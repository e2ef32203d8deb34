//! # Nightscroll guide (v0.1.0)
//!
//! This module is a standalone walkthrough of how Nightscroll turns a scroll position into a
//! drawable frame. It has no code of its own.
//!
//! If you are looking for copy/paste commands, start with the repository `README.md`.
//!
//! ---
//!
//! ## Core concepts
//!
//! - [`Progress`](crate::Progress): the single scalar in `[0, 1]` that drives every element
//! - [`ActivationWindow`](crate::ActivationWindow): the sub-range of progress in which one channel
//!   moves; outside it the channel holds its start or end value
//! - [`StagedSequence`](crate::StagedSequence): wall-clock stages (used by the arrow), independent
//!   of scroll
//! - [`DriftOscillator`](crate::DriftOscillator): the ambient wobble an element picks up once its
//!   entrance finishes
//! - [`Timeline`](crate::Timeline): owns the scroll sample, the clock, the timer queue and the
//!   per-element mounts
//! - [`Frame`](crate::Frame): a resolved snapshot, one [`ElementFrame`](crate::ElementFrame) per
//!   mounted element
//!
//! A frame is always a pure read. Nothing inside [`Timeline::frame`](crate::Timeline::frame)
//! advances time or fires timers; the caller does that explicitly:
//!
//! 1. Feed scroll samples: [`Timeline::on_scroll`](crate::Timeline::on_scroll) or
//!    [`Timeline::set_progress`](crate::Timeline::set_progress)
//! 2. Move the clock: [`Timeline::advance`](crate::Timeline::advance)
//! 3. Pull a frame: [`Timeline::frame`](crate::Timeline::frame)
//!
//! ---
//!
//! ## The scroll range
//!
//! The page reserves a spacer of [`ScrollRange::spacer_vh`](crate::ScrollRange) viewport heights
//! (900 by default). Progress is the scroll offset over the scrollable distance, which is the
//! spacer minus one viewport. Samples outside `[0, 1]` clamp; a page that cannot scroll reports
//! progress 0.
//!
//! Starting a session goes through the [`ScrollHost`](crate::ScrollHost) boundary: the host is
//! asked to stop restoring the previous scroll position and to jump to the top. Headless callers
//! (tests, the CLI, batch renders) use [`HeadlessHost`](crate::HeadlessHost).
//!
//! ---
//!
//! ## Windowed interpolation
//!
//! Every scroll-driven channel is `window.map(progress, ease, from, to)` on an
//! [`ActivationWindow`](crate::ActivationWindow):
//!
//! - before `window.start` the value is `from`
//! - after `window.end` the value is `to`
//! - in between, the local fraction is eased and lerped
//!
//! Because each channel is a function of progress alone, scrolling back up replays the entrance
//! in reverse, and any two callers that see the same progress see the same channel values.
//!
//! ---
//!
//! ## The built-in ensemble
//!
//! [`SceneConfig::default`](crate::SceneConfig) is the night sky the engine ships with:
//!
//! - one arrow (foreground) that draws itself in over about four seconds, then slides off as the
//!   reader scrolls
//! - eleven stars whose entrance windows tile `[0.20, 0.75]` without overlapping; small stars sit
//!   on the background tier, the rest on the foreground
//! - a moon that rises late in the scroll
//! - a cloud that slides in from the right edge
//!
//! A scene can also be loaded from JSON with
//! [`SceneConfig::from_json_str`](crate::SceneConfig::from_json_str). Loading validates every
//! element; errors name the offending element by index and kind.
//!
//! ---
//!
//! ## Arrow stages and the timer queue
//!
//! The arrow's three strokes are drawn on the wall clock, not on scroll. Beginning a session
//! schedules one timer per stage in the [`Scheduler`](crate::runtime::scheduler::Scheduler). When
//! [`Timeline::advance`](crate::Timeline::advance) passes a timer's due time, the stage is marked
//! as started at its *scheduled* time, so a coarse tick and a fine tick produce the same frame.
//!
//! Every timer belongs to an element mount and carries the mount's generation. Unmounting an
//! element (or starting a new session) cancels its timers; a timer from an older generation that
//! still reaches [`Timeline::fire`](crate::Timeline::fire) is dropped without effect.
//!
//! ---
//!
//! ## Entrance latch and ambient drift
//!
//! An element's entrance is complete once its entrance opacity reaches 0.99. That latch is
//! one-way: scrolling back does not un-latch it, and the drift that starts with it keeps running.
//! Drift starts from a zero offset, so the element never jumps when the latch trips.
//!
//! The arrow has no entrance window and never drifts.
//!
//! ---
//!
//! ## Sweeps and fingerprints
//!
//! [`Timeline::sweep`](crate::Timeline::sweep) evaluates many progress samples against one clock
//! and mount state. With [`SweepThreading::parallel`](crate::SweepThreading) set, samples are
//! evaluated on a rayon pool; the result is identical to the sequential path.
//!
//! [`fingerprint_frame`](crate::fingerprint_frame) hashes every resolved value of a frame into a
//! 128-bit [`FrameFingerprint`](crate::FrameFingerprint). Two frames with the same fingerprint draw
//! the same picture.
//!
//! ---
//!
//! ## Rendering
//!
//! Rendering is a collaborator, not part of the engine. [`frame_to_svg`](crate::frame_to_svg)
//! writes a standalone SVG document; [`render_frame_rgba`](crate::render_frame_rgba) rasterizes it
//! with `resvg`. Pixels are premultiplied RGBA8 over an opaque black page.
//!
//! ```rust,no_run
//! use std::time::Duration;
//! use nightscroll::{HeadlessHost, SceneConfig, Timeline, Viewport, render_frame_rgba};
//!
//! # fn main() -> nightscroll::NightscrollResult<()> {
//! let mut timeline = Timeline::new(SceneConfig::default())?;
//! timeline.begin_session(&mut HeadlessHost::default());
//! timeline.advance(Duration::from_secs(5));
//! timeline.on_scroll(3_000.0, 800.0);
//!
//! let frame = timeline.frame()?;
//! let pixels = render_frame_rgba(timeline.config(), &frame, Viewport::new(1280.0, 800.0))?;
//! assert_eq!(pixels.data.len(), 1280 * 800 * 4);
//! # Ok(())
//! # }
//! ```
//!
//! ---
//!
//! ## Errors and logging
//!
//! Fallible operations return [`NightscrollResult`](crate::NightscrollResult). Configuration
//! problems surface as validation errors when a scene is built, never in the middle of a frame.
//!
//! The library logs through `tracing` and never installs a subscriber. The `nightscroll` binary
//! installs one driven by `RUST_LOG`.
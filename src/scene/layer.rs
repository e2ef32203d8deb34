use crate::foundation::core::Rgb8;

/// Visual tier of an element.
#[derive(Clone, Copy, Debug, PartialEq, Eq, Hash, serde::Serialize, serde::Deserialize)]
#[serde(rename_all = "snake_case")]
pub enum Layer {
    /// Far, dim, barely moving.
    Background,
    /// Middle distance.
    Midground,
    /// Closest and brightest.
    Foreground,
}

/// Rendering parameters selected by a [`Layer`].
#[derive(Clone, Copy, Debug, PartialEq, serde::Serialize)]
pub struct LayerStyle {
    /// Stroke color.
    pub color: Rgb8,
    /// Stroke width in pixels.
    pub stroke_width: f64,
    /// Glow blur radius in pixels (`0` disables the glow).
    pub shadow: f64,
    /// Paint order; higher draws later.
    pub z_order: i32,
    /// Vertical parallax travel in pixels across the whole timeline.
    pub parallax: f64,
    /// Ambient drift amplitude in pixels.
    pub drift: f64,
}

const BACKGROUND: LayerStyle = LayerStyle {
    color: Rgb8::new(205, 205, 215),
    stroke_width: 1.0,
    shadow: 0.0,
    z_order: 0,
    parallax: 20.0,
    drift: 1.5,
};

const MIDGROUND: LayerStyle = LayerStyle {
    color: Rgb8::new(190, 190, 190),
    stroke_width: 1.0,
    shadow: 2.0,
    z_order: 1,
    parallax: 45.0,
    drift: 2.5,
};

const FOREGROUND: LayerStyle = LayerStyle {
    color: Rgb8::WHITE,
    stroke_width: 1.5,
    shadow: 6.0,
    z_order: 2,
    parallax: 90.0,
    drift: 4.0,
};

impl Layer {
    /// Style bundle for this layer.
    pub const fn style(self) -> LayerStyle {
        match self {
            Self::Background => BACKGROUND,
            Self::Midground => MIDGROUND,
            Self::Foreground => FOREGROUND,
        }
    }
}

- - - -

#### EXERCISE:
Every line of the material should be transcribed without alteration.

#### OUTPUT:
repository e2ef32203d8deb34
//! # Nightscroll guide (v0.1.0)
//!
//! This module is a standalone walkthrough of how Nightscroll turns a scroll position into a
//! drawable frame. It has no code of its own.
//!
//! If you are looking for copy/paste commands, start with the repository `README.md`.
//!
//! ---
//!
//! ## Core concepts
//!
//! - [`Progress`](crate::Progress): the single scalar in `[0, 1]` that drives every element
//! - [`ActivationWindow`](crate::ActivationWindow): the sub-range of progress in which one channel
//!   moves; outside it the channel holds its start or end value
//! - [`StagedSequence`](crate::StagedSequence): wall-clock stages (used by the arrow), independent
//!   of scroll
//! - [`DriftOscillator`](crate::DriftOscillator): the ambient wobble an element picks up once its
//!   entrance finishes
//! - [`Timeline`](crate::Timeline): owns the scroll sample, the clock, the timer queue and the
//!   per-element mounts
//! - [`Frame`](crate::Frame): a resolved snapshot, one [`ElementFrame`](crate::ElementFrame) per
//!   mounted element
//!
//! A frame is always a pure read. Nothing inside [`Timeline::frame`](crate::Timeline::frame)
//! advances time or fires timers; the caller does that explicitly:
//!
//! 1. Feed scroll samples: [`Timeline::on_scroll`](crate::Timeline::on_scroll) or
//!    [`Timeline::set_progress`](crate::Timeline::set_progress)
//! 2. Move the clock: [`Timeline::advance`](crate::Timeline::advance)
//! 3. Pull a frame: [`Timeline::frame`](crate::Timeline::frame)
//!
//! ---
//!
//! ## The scroll range
//!
//! The page reserves a spacer of [`ScrollRange::spacer_vh`](crate::ScrollRange) viewport heights
//! (900 by default). Progress is the scroll offset over the scrollable distance, which is the
//! spacer minus one viewport. Samples outside `[0, 1]` clamp; a page that cannot scroll reports
//! progress 0.
//!
//! Starting a session goes through the [`ScrollHost`](crate::ScrollHost) boundary: the host is
//! asked to stop restoring the previous scroll position and to jump to the top. Headless callers
//! (tests, the CLI, batch renders) use [`HeadlessHost`](crate::HeadlessHost).
//!
//! ---
//!
//! ## Windowed interpolation
//!
//! Every scroll-driven channel is `window.map(progress, ease, from, to)` on an
//! [`ActivationWindow`](crate::ActivationWindow):
//!
//! - before `window.start` the value is `from`
//! - after `window.end` the value is `to`
//! - in between, the local fraction is eased and lerped
//!
//! Because each channel is a function of progress alone, scrolling back up replays the entrance
//! in reverse, and any two callers that see the same progress see the same channel values.
//!
//! ---
//!
//! ## The built-in ensemble
//!
//! [`SceneConfig::default`](crate::SceneConfig) is the night sky the engine ships with:
//!
//! - one arrow (foreground) that draws itself in over about four seconds, then slides off as the
//!   reader scrolls
//! - eleven stars whose entrance windows tile `[0.20, 0.75]` without overlapping; small stars sit
//!   on the background tier, the rest on the foreground
//! - a moon that rises late in the scroll
//! - a cloud that slides in from the right edge
//!
//! A scene can also be loaded from JSON with
//! [`SceneConfig::from_json_str`](crate::SceneConfig::from_json_str). Loading validates every
//! element; errors name the offending element by index and kind.
//!
//! ---
//!
//! ## Arrow stages and the timer queue
//!
//! The arrow's three strokes are drawn on the wall clock, not on scroll. Beginning a session
//! schedules one timer per stage in the [`Scheduler`](crate::runtime::scheduler::Scheduler). When
//! [`Timeline::advance`](crate::Timeline::advance) passes a timer's due time, the stage is marked
//! as started at its *scheduled* time, so a coarse tick and a fine tick produce the same frame.
//!
//! Every timer belongs to an element mount and carries the mount's generation. Unmounting an
//! element (or starting a new session) cancels its timers; a timer from an older generation that
//! still reaches [`Timeline::fire`](crate::Timeline::fire) is dropped without effect.
//!
//! ---
//!
//! ## Entrance latch and ambient drift
//!
//! An element's entrance is complete once its entrance opacity reaches 0.99. That latch is
//! one-way: scrolling back does not un-latch it, and the drift that starts with it keeps running.
//! Drift starts from a zero offset, so the element never jumps when the latch trips.
//!
//! The arrow has no entrance window and never drifts.
//!
//! ---
//!
//! ## Sweeps and fingerprints
//!
//! [`Timeline::sweep`](crate::Timeline::sweep) evaluates many progress samples against one clock
//! and mount state. With [`SweepThreading::parallel`](crate::SweepThreading) set, samples are
//! evaluated on a rayon pool; the result is identical to the sequential path.
//!
//! [`fingerprint_frame`](crate::fingerprint_frame) hashes every resolved value of a frame into a
//! 128-bit [`FrameFingerprint`](crate::FrameFingerprint). Two frames with the same fingerprint draw
//! the same picture.
//!
//! ---
//!
//! ## Rendering
//!
//! Rendering is a collaborator, not part of the engine. [`frame_to_svg`](crate::frame_to_svg)
//! writes a standalone SVG document; [`render_frame_rgba`](crate::render_frame_rgba) rasterizes it
//! with `resvg`. Pixels are premultiplied RGBA8 over an opaque black page.
//!
//! ```rust,no_run
//! use std::time::Duration;
//! use nightscroll::{HeadlessHost, SceneConfig, Timeline, Viewport, render_frame_rgba};
//!
//! # fn main() -> nightscroll::NightscrollResult<()> {
//! let mut timeline = Timeline::new(SceneConfig::default())?;
//! timeline.begin_session(&mut HeadlessHost::default());
//! timeline.advance(Duration::from_secs(5));
//! timeline.on_scroll(3_000.0, 800.0);
//!
//! let frame = timeline.frame()?;
//! let pixels = render_frame_rgba(timeline.config(), &frame, Viewport::new(1280.0, 800.0))?;
//! assert_eq!(pixels.data.len(), 1280 * 800 * 4);
//! # Ok(())
//! # }
//! ```
//!
//! ---
//!
//! ## Errors and logging
//!
//! Fallible operations return [`NightscrollResult`](crate::NightscrollResult). Configuration
//! problems surface as validation errors when a scene is built, never in the middle of a frame.
//!
//! The library logs through `tracing` and never installs a subscriber. The `nightscroll` binary
//! installs one driven by `RUST_LOG`.
filename src/scene/layer.rs
repository e2ef32203d8deb34
use crate::foundation::core::Rgb8;

/// Visual tier of an element.
#[derive(Clone, Copy, Debug, PartialEq, Eq, Hash, serde::Serialize, serde::Deserialize)]
#[serde(rename_all = "snake_case")]
pub enum Layer {
    /// Far, dim, barely moving.
    Background,
    /// Middle distance.
    Midground,
    /// Closest and brightest.
    Foreground,
}

/// Rendering parameters selected by a [`Layer`].
#[derive(Clone, Copy, Debug, PartialEq, serde::Serialize)]
pub struct LayerStyle {
    /// Stroke color.
    pub color: Rgb8,
    /// Stroke width in pixels.
    pub stroke_width: f64,
    /// Glow blur radius in pixels (`0` disables the glow).
    pub shadow: f64,
    /// Paint order; higher draws later.
    pub z_order: i32,
    /// Vertical parallax travel in pixels across the whole timeline.
    pub parallax: f64,
    /// Ambient drift amplitude in pixels.
    pub drift: f64,
}

const BACKGROUND: LayerStyle = LayerStyle {
    color: Rgb8::new(205, 205, 215),
    stroke_width: 1.0,
    shadow: 0.0,
    z_order: 0,
    parallax: 20.0,
    drift: 1.5,
};

const MIDGROUND: LayerStyle = LayerStyle {
    color: Rgb8::new(190, 190, 190),
    stroke_width: 1.0,
    shadow: 2.0,
    z_order: 1,
    parallax: 45.0,
    drift: 2.5,
};

const FOREGROUND: LayerStyle = LayerStyle {
    color: Rgb8::WHITE,
    stroke_width: 1.5,
    shadow: 6.0,
    z_order: 2,
    parallax: 90.0,
    drift: 4.0,
};

impl Layer {
    /// Style bundle for this layer.
    pub const fn style(self) -> LayerStyle {
        match self {
            Self::Background => BACKGROUND,
            Self::Midground => MIDGROUND,
            Self::Foreground => FOREGROUND,
        }
    }
}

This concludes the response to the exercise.